Part of what a workshop does is to teach a writer how to understand her own work. When I first started out in workshops, each person’s critique was, even in a small way, an education. Writing has so many elements of craft that any insight about my failure to get any one of these elements working was useful. The workshops also let me into the mind of the readers—where was a reader entertained, bored, moved or confused? At Grub Street the readers tend to be smart and thoughtful. They could spot the gaps between what I thought I put on the page and what the reader pulled from the page.
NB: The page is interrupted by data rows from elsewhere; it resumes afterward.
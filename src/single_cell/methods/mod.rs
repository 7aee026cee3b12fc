//! Specific named methods in the single cell space are implemented here:
//! the UMAP layout, Seurat-style module scores and spatial autocorrelation.

pub mod module_scoring;
pub mod spatial;
pub mod umap;
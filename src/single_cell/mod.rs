//! Contains the single cell and spatial analysis stages. Each stage takes
//! explicit inputs and returns owned outputs; `pipeline` chains them.

pub mod clustering;
pub mod dge;
pub mod dim_reduction;
pub mod hvg;
pub mod methods;
pub mod pipeline;
pub mod processing;
pub mod sc_knn_snn;
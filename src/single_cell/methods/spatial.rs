use rand::prelude::*;
use rayon::prelude::*;
use std::time::Instant;

use crate::config::PipelineConfig;
use crate::core::base::stats::{calc_fdr, z_score_to_pval, TestAlternative};
use crate::core::data::count_matrix::*;
use crate::core::data::spatial_coordinates::SpatialCoordinates;
use crate::core::graph::knn::{exact_knn, symmetric_knn_adjacency};
use crate::error::{Result, ScError};

const STAGE: &str = "spatial";

////////////
// Params //
////////////

/// Parameters of the spatial autocorrelation ranking
///
/// ### Fields
///
/// * `k` - Number of spatial neighbours per spot.
/// * `alpha` - Threshold on the adjusted p-value.
/// * `n_permutations` - Permutations per gene. `0` uses the analytic normal
///   approximation.
/// * `seed` - Seed for the permutations (offset by the gene index).
#[derive(Clone, Debug, PartialEq)]
pub struct SpatialParams {
    pub k: usize,
    pub alpha: f64,
    pub n_permutations: usize,
    pub seed: u64,
}

impl Default for SpatialParams {
    fn default() -> Self {
        (&PipelineConfig::default()).into()
    }
}

impl From<&PipelineConfig> for SpatialParams {
    fn from(config: &PipelineConfig) -> Self {
        Self {
            k: config.spatial_k,
            alpha: config.spatial_alpha,
            n_permutations: config.spatial_permutations,
            seed: config.random_seed,
        }
    }
}

/////////////
// Results //
/////////////

/// Spatial autocorrelation of one gene
///
/// ### Fields
///
/// * `gene_id` - The gene.
/// * `morans_i` - Moran's I.
/// * `gearys_c` - Geary's C.
/// * `z_score` - Z score of Moran's I under the normality assumption.
/// * `p_value` - One-sided p-value for positive autocorrelation.
/// * `p_adj` - Benjamini-Hochberg adjusted p-value.
/// * `rank` - 1-based rank by Moran's I (descending).
/// * `is_significant` - `p_adj < alpha`.
#[derive(Clone, Debug, PartialEq)]
pub struct SpatialVariableGene {
    pub gene_id: String,
    pub morans_i: f64,
    pub gearys_c: f64,
    pub z_score: f64,
    pub p_value: f64,
    pub p_adj: f64,
    pub rank: usize,
    pub is_significant: bool,
}

////////////////////
// Spatial graph  //
////////////////////

/// Binary spatial weights
///
/// ### Fields
///
/// * `neighbours` - Sorted, symmetric adjacency lists.
/// * `s0` - Sum of all weights.
/// * `s1` - `1/2 * sum((w_ij + w_ji)^2)`.
/// * `s2` - `sum((w_i. + w_.i)^2)`.
#[derive(Clone, Debug)]
pub struct SpatialWeights {
    pub neighbours: Vec<Vec<usize>>,
    pub s0: f64,
    pub s1: f64,
    pub s2: f64,
}

/// kNN graph over the pixel positions of the spots
///
/// `i` and `j` are neighbours if either is among the `k` nearest spots of
/// the other; all weights are 1.
///
/// ### Params
///
/// * `coords` - The `SpatialCoordinates`.
/// * `k` - Number of neighbours.
///
/// ### Returns
///
/// The `SpatialWeights`
pub fn spatial_weights(coords: &SpatialCoordinates, k: usize) -> Result<SpatialWeights> {
    if k == 0 {
        return Err(ScError::config("spatial_k", "must be > 0"));
    }
    let pixel = coords.pixel_matrix();
    let knn = exact_knn(pixel.as_ref(), coords.obs_ids(), k)?;
    let neighbours = symmetric_knn_adjacency(&knn);

    let degrees: Vec<f64> = neighbours.iter().map(|n| n.len() as f64).collect();
    let s0: f64 = degrees.iter().sum();
    let s1 = 2.0 * s0;
    let s2: f64 = degrees.iter().map(|d| 4.0 * d * d).sum();

    Ok(SpatialWeights {
        neighbours,
        s0,
        s1,
        s2,
    })
}

////////////////
// Statistics //
////////////////

/// Moran's I of centred values
fn morans_i(z: &[f64], ss: f64, weights: &SpatialWeights) -> f64 {
    let cross: f64 = weights
        .neighbours
        .iter()
        .enumerate()
        .map(|(i, nb)| z[i] * nb.iter().map(|&j| z[j]).sum::<f64>())
        .sum();
    (z.len() as f64 / weights.s0) * cross / ss
}

/// Geary's C of centred values
fn gearys_c(z: &[f64], ss: f64, weights: &SpatialWeights) -> f64 {
    let diff: f64 = weights
        .neighbours
        .iter()
        .enumerate()
        .map(|(i, nb)| nb.iter().map(|&j| (z[i] - z[j]).powi(2)).sum::<f64>())
        .sum();
    (z.len() as f64 - 1.0) * diff / (2.0 * weights.s0 * ss)
}

/// Expectation and variance of Moran's I under the normality assumption
fn morans_i_moments(n: usize, weights: &SpatialWeights) -> (f64, f64) {
    let n = n as f64;
    let expected = -1.0 / (n - 1.0);
    let s0_sq = weights.s0 * weights.s0;
    let second = (n * n * weights.s1 - n * weights.s2 + 3.0 * s0_sq) / (s0_sq * (n * n - 1.0));
    (expected, second - expected * expected)
}

/// Statistics of one gene
///
/// ### Returns
///
/// Tuple of `(I, C, z, p)`
fn gene_autocorrelation(
    values: &[f64],
    weights: &SpatialWeights,
    moments: (f64, f64),
    n_permutations: usize,
    seed: u64,
) -> (f64, f64, f64, f64) {
    let n = values.len();
    let mean = values.iter().sum::<f64>() / n as f64;
    let z: Vec<f64> = values.iter().map(|v| v - mean).collect();
    let ss: f64 = z.iter().map(|v| v * v).sum();

    if ss <= 0.0 {
        return (0.0, 1.0, 0.0, 1.0);
    }

    let i_obs = morans_i(&z, ss, weights);
    let c_obs = gearys_c(&z, ss, weights);
    let (expected, var) = moments;
    let z_score = if var > 0.0 {
        (i_obs - expected) / var.sqrt()
    } else {
        0.0
    };

    let p_value = if n_permutations == 0 {
        z_score_to_pval(z_score, TestAlternative::Greater)
    } else {
        let mut rng = StdRng::seed_from_u64(seed);
        let mut shuffled = z.clone();
        let mut hits = 0usize;
        for _ in 0..n_permutations {
            shuffled.shuffle(&mut rng);
            if morans_i(&shuffled, ss, weights) >= i_obs {
                hits += 1;
            }
        }
        (hits + 1) as f64 / (n_permutations + 1) as f64
    };

    (i_obs, c_obs, z_score, p_value)
}

///////////////
// Functions //
///////////////

/// Rank genes by spatial autocorrelation (Moran's I)
///
/// ### Params
///
/// * `mat` - The log-normalised gene x spot matrix.
/// * `coords` - Coordinates of the spots; must cover every observation of
///   `mat`.
/// * `candidate_genes` - Optional subset of gene ids to test. `None` tests
///   all genes.
/// * `params` - The `SpatialParams`.
///
/// ### Returns
///
/// The genes ordered by descending Moran's I (ties by gene id).
pub fn spatially_variable_genes(
    mat: &NormalisedMatrix,
    coords: &SpatialCoordinates,
    candidate_genes: Option<&[String]>,
    params: &SpatialParams,
) -> Result<Vec<SpatialVariableGene>> {
    if !(params.alpha > 0.0 && params.alpha < 1.0) {
        return Err(ScError::config("spatial_alpha", "must be in (0, 1)"));
    }
    if mat.n_obs() < 3 {
        return Err(ScError::input(
            STAGE,
            format!("need at least 3 spots, got {}", mat.n_obs()),
        ));
    }

    let start = Instant::now();

    let gene_indices: Vec<usize> = match candidate_genes {
        None => (0..mat.n_genes()).collect(),
        Some(ids) => {
            let lookup = mat.gene_index_map();
            ids.iter()
                .map(|id| {
                    lookup
                        .get(id.as_str())
                        .copied()
                        .ok_or_else(|| ScError::input(STAGE, format!("unknown gene `{}`", id)))
                })
                .collect::<Result<Vec<_>>>()?
        }
    };

    let aligned = coords.align_to(mat.obs_ids())?;
    let weights = spatial_weights(&aligned, params.k)?;
    let moments = morans_i_moments(mat.n_obs(), &weights);

    let csr = mat.to_csr();
    let n = mat.n_obs();

    let stats: Vec<(f64, f64, f64, f64)> = gene_indices
        .par_iter()
        .map(|&g| {
            let (idx, vals) = csr.outer(g);
            let mut dense = vec![0.0; n];
            for (&j, &v) in idx.iter().zip(vals) {
                dense[j] = v;
            }
            gene_autocorrelation(
                &dense,
                &weights,
                moments,
                params.n_permutations,
                params.seed.wrapping_add(g as u64),
            )
        })
        .collect();

    let pvals: Vec<f64> = stats.iter().map(|s| s.3).collect();
    let p_adj = calc_fdr(&pvals);

    let gene_ids = mat.gene_ids();
    let mut res: Vec<SpatialVariableGene> = gene_indices
        .iter()
        .zip(stats)
        .zip(p_adj)
        .map(|((&g, (i, c, z, p)), q)| SpatialVariableGene {
            gene_id: gene_ids[g].clone(),
            morans_i: i,
            gearys_c: c,
            z_score: z,
            p_value: p,
            p_adj: q,
            rank: 0,
            is_significant: q < params.alpha,
        })
        .collect();

    res.sort_by(|a, b| {
        b.morans_i
            .total_cmp(&a.morans_i)
            .then_with(|| a.gene_id.cmp(&b.gene_id))
    });
    for (pos, gene) in res.iter_mut().enumerate() {
        gene.rank = pos + 1;
    }

    log::info!(
        "Spatial autocorrelation of {} genes on {} spots: {} significant in {:.2?}",
        res.len(),
        n,
        res.iter().filter(|g| g.is_significant).count(),
        start.elapsed()
    );

    Ok(res)
}

///////////
// Tests //
///////////

#[cfg(test)]
mod tests {
    use super::*;
    use crate::core::base::sparse_math::log_normalise;
    use crate::core::data::synthetic_data::generate_spot_grid;
    use approx::assert_relative_eq;

    fn grid_coords(n_rows: usize, n_cols: usize) -> SpatialCoordinates {
        let mut ids = Vec::new();
        let mut grid = Vec::new();
        let mut pixel = Vec::new();
        for r in 0..n_rows {
            for c in 0..n_cols {
                ids.push(format!("s{}_{}", r, c));
                grid.push((r as i64, c as i64));
                pixel.push((c as f64, r as f64));
            }
        }
        SpatialCoordinates::new(ids, grid, pixel).unwrap()
    }

    #[test]
    fn test_weights_symmetric() {
        let w = spatial_weights(&grid_coords(4, 4), 4).unwrap();
        for (i, nb) in w.neighbours.iter().enumerate() {
            for &j in nb {
                assert!(w.neighbours[j].contains(&i));
            }
        }
        assert_relative_eq!(w.s1, 2.0 * w.s0);
    }

    #[test]
    fn test_morans_i_extremes() {
        let w = spatial_weights(&grid_coords(6, 6), 4).unwrap();
        // gradient along the columns: strong positive autocorrelation
        let gradient: Vec<f64> = (0..36).map(|i| (i % 6) as f64).collect();
        let mean = gradient.iter().sum::<f64>() / 36.0;
        let z: Vec<f64> = gradient.iter().map(|v| v - mean).collect();
        let ss: f64 = z.iter().map(|v| v * v).sum();
        assert!(morans_i(&z, ss, &w) > 0.3);
        assert!(gearys_c(&z, ss, &w) < 0.5);

        // checkerboard: negative autocorrelation on the 4-neighbourhood
        let checker: Vec<f64> = (0..36).map(|i| ((i / 6 + i % 6) % 2) as f64).collect();
        let mean = checker.iter().sum::<f64>() / 36.0;
        let z: Vec<f64> = checker.iter().map(|v| v - mean).collect();
        let ss: f64 = z.iter().map(|v| v * v).sum();
        assert!(morans_i(&z, ss, &w) < 0.0);
    }

    #[test]
    fn test_constant_gene() {
        let w = spatial_weights(&grid_coords(3, 3), 2).unwrap();
        let moments = morans_i_moments(9, &w);
        let res = gene_autocorrelation(&[2.0; 9], &w, moments, 0, 1);
        assert_eq!(res, (0.0, 1.0, 0.0, 1.0));
    }

    #[test]
    fn test_smooth_gene_ranks_above_noise() {
        let spots = generate_spot_grid(8, 10, 3, 11).unwrap();
        let norm = log_normalise(&spots.counts, 1e4).unwrap();
        let res = spatially_variable_genes(&norm, &spots.coordinates, None, &SpatialParams::default()).unwrap();

        let smooth = res.iter().find(|g| g.gene_id == "smooth").unwrap();
        let noise = res.iter().find(|g| g.gene_id == "noise").unwrap();
        assert!(smooth.rank < noise.rank);
        assert!(smooth.is_significant);
        let ranks: Vec<usize> = res.iter().map(|g| g.rank).collect();
        assert_eq!(ranks, (1..=res.len()).collect::<Vec<_>>());
    }

    #[test]
    fn test_permutations_reproducible() {
        let spots = generate_spot_grid(5, 6, 1, 2).unwrap();
        let norm = log_normalise(&spots.counts, 1e4).unwrap();
        let params = SpatialParams {
            n_permutations: 99,
            ..Default::default()
        };
        let a = spatially_variable_genes(&norm, &spots.coordinates, None, &params).unwrap();
        let b = spatially_variable_genes(&norm, &spots.coordinates, None, &params).unwrap();
        assert_eq!(a, b);
        let smooth = a.iter().find(|g| g.gene_id == "smooth").unwrap();
        assert!(smooth.p_value <= 0.02);
    }

    #[test]
    fn test_candidate_subset_and_unknown_gene() {
        let spots = generate_spot_grid(4, 4, 2, 1).unwrap();
        let norm = log_normalise(&spots.counts, 1e4).unwrap();
        let subset = vec!["noise".to_string(), "smooth".to_string()];
        let res = spatially_variable_genes(&norm, &spots.coordinates, Some(&subset), &SpatialParams::default()).unwrap();
        assert_eq!(res.len(), 2);

        let unknown = vec!["nope".to_string()];
        assert!(spatially_variable_genes(&norm, &spots.coordinates, Some(&unknown), &SpatialParams::default()).is_err());
    }
}
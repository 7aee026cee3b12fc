use rustc_hash::FxHashMap;
use std::time::Instant;

use crate::core::graph::leiden::{leiden_clustering, LeidenParams, LeidenResult};
use crate::error::{Result, StageWarning};
use crate::single_cell::sc_knn_snn::NeighbourGraph;

const STAGE: &str = "leiden";

/// Cluster label of every observation
///
/// ### Fields
///
/// * `obs_ids` - The observation identifiers.
/// * `labels` - Cluster per observation, contiguous from `0` and ordered by
///   descending cluster size.
/// * `n_clusters` - Number of clusters.
/// * `modularity` - Achieved modularity at the used resolution.
/// * `iterations` - Number of passes of the community detection.
/// * `warnings` - Non-fatal warnings (non-convergence).
#[derive(Clone, Debug, PartialEq)]
pub struct ClusterAssignment {
    pub obs_ids: Vec<String>,
    pub labels: Vec<usize>,
    pub n_clusters: usize,
    pub modularity: f64,
    pub iterations: usize,
    pub warnings: Vec<StageWarning>,
}

impl ClusterAssignment {
    /// Number of observations per cluster
    pub fn cluster_sizes(&self) -> Vec<usize> {
        let mut sizes = vec![0; self.n_clusters];
        for &l in &self.labels {
            sizes[l] += 1;
        }
        sizes
    }

    /// Indices of the observations in a cluster
    pub fn members(&self, cluster: usize) -> Vec<usize> {
        self.labels
            .iter()
            .enumerate()
            .filter(|(_, &l)| l == cluster)
            .map(|(i, _)| i)
            .collect()
    }
}

/// Cluster the observations on the shared nearest neighbour graph
///
/// Hitting the iteration cap is not an error: the best partition found is
/// returned together with a `NonConvergence` warning.
///
/// ### Params
///
/// * `graph` - The `NeighbourGraph`.
/// * `params` - The `LeidenParams`.
///
/// ### Returns
///
/// The `ClusterAssignment`
pub fn cluster_observations(graph: &NeighbourGraph, params: &LeidenParams) -> Result<ClusterAssignment> {
    let start = Instant::now();

    let LeidenResult {
        labels,
        n_communities,
        modularity,
        iterations,
        converged,
    } = leiden_clustering(&graph.to_graph(), params)?;

    let mut warnings = Vec::new();
    if !converged {
        let warning = StageWarning::NonConvergence {
            stage: STAGE,
            iterations,
        };
        warning.log();
        warnings.push(warning);
    }

    log::info!(
        "Found {} clusters at resolution {} (modularity {:.4}) in {:.2?}",
        n_communities,
        params.resolution,
        modularity,
        start.elapsed()
    );

    Ok(ClusterAssignment {
        obs_ids: graph.obs_ids.clone(),
        labels,
        n_clusters: n_communities,
        modularity,
        iterations,
        warnings,
    })
}

/// Translate cluster labels into names
///
/// ### Params
///
/// * `assignment` - The `ClusterAssignment`.
/// * `names` - Caller provided cluster id to name table.
///
/// ### Returns
///
/// One name per observation. Clusters absent from `names` keep their numeric
/// label.
pub fn annotate_clusters(assignment: &ClusterAssignment, names: &FxHashMap<usize, String>) -> Vec<String> {
    let missing: Vec<usize> = (0..assignment.n_clusters)
        .filter(|c| !names.contains_key(c))
        .collect();
    if !missing.is_empty() {
        log::debug!("No annotation for clusters {:?}", missing);
    }

    assignment
        .labels
        .iter()
        .map(|l| names.get(l).cloned().unwrap_or_else(|| l.to_string()))
        .collect()
}

///////////
// Tests //
///////////

#[cfg(test)]
mod tests {
    use super::*;
    use crate::single_cell::sc_knn_snn::{build_snn_graph, SnnParams};
    use faer::Mat;

    fn graph() -> NeighbourGraph {
        // three groups of 15 points, far apart
        let mat = Mat::from_fn(45, 2, |i, j| {
            let group = (i / 15) as f64;
            let within = (i % 15) as f64;
            if j == 0 {
                group * 1000.0 + (within % 5.0)
            } else {
                within / 5.0
            }
        });
        let ids: Vec<String> = (0..45).map(|i| format!("c{}", i)).collect();
        let params = SnnParams {
            k: 5,
            dims: None,
            pruning: 0.0,
        };
        build_snn_graph(mat.as_ref(), &ids, &params).unwrap()
    }

    #[test]
    fn test_every_observation_has_one_cluster() {
        let res = cluster_observations(&graph(), &LeidenParams::default()).unwrap();
        assert_eq!(res.labels.len(), 45);
        assert!(res.labels.iter().all(|&l| l < res.n_clusters));
        assert_eq!(res.cluster_sizes().iter().sum::<usize>(), 45);
        assert!(res.n_clusters >= 3);
        // the groups never share a cluster
        for a in 0..15 {
            assert_ne!(res.labels[a], res.labels[a + 15]);
            assert_ne!(res.labels[a + 15], res.labels[a + 30]);
        }
    }

    #[test]
    fn test_sizes_descending() {
        let res = cluster_observations(&graph(), &LeidenParams::default()).unwrap();
        let sizes = res.cluster_sizes();
        for w in sizes.windows(2) {
            assert!(w[0] >= w[1]);
        }
        assert_eq!(res.members(0).len(), sizes[0]);
    }

    #[test]
    fn test_non_convergence_is_a_warning() {
        let params = LeidenParams {
            max_iterations: 1,
            ..Default::default()
        };
        let res = cluster_observations(&graph(), &params).unwrap();
        assert_eq!(res.iterations, 1);
        assert_eq!(res.warnings.len(), 1);
        assert!(matches!(res.warnings[0], StageWarning::NonConvergence { .. }));
    }

    #[test]
    fn test_annotate_clusters() {
        let res = cluster_observations(&graph(), &LeidenParams::default()).unwrap();
        let mut names = FxHashMap::default();
        names.insert(0, "T cells".to_string());
        let annotated = annotate_clusters(&res, &names);
        assert_eq!(annotated.len(), 45);
        for (label, name) in res.labels.iter().zip(&annotated) {
            if *label == 0 {
                assert_eq!(name, "T cells");
            } else {
                assert_eq!(name, &label.to_string());
            }
        }
    }
}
But as I improved, I worked through my rookie mistakes. I started to find my voice. More importantly, I improved my ear for hearing my own work. Certain sentences or paragraphs that I convinced myself to love in an early draft (Such a clever sentence! Such a gorgeous paragraph!) would grind against my ear as I revised. Sure enough, those would be the spots in my manuscripts that came back from the workshop with notes that said Cut? or I like this but not sure it works here.

Or course I still need readers. All writers do. I just don’t think I need ten readers right now.

Ten experienced writers/readers will each have good ideas about an essay. The problem is, at some point, the usefulness of hearing ten perspectives has diminishing returns. An essay under construction has dozens of possible points of departure. Each character, each scene, each sentence can be a signpost leading the essay in another direction. I have sat in workshops listening to critiques and thought: That’s a great idea, but that’s not what I want to write about. Or: You’re correct that the scene is confusing, but your fix is not taking me in the right direction.

And the uncomfortable truth about a good workshop is that everyone wants to be helpful. So everyone will find something “wrong” in every piece, even if they like it, even if they say: Send it out.

I polled several writers, writers more experienced than I am. Writers with prizes and books. Each of them said they have two to three trusted readers. Maybe four. What’s a good reader? Someone who understands what you’re trying to do and what’s unique about your voice and approach. Someone who is smart and critical and widely read. Someone who can point you to other work that may instruct or inspire you. A good reader knows when to stop offering ideas and advice; she knows when to tell you wrap it up and send it out.

There’s another important reason to keep good readers in my writing life: I need to read and critique other writers’ work. It’s often easier to hear the off sentence or notice the stray path in someone else’s writing. Also, through the effort of carefully reading someone else’s work, and by seeing how other (and better) writers revise, I learn more about how to write well.

I doubt I’m leaving workshops behind for good. I suspect one day I’ll find myself in the midst of a project craving the feedback that only a workshop of smart Grubbies can provide.

So as I make this transition, a big thank you to all those fellow workshoppers who kicked my ass this far.

Sari Boren is a partner, exhibit developer and writer at the exhibit design firm Wondercabinet Interpretive Design, Inc. Her nonfiction work has appeared in Alimentum; War, Literature and the Arts; and The Unesco Courier.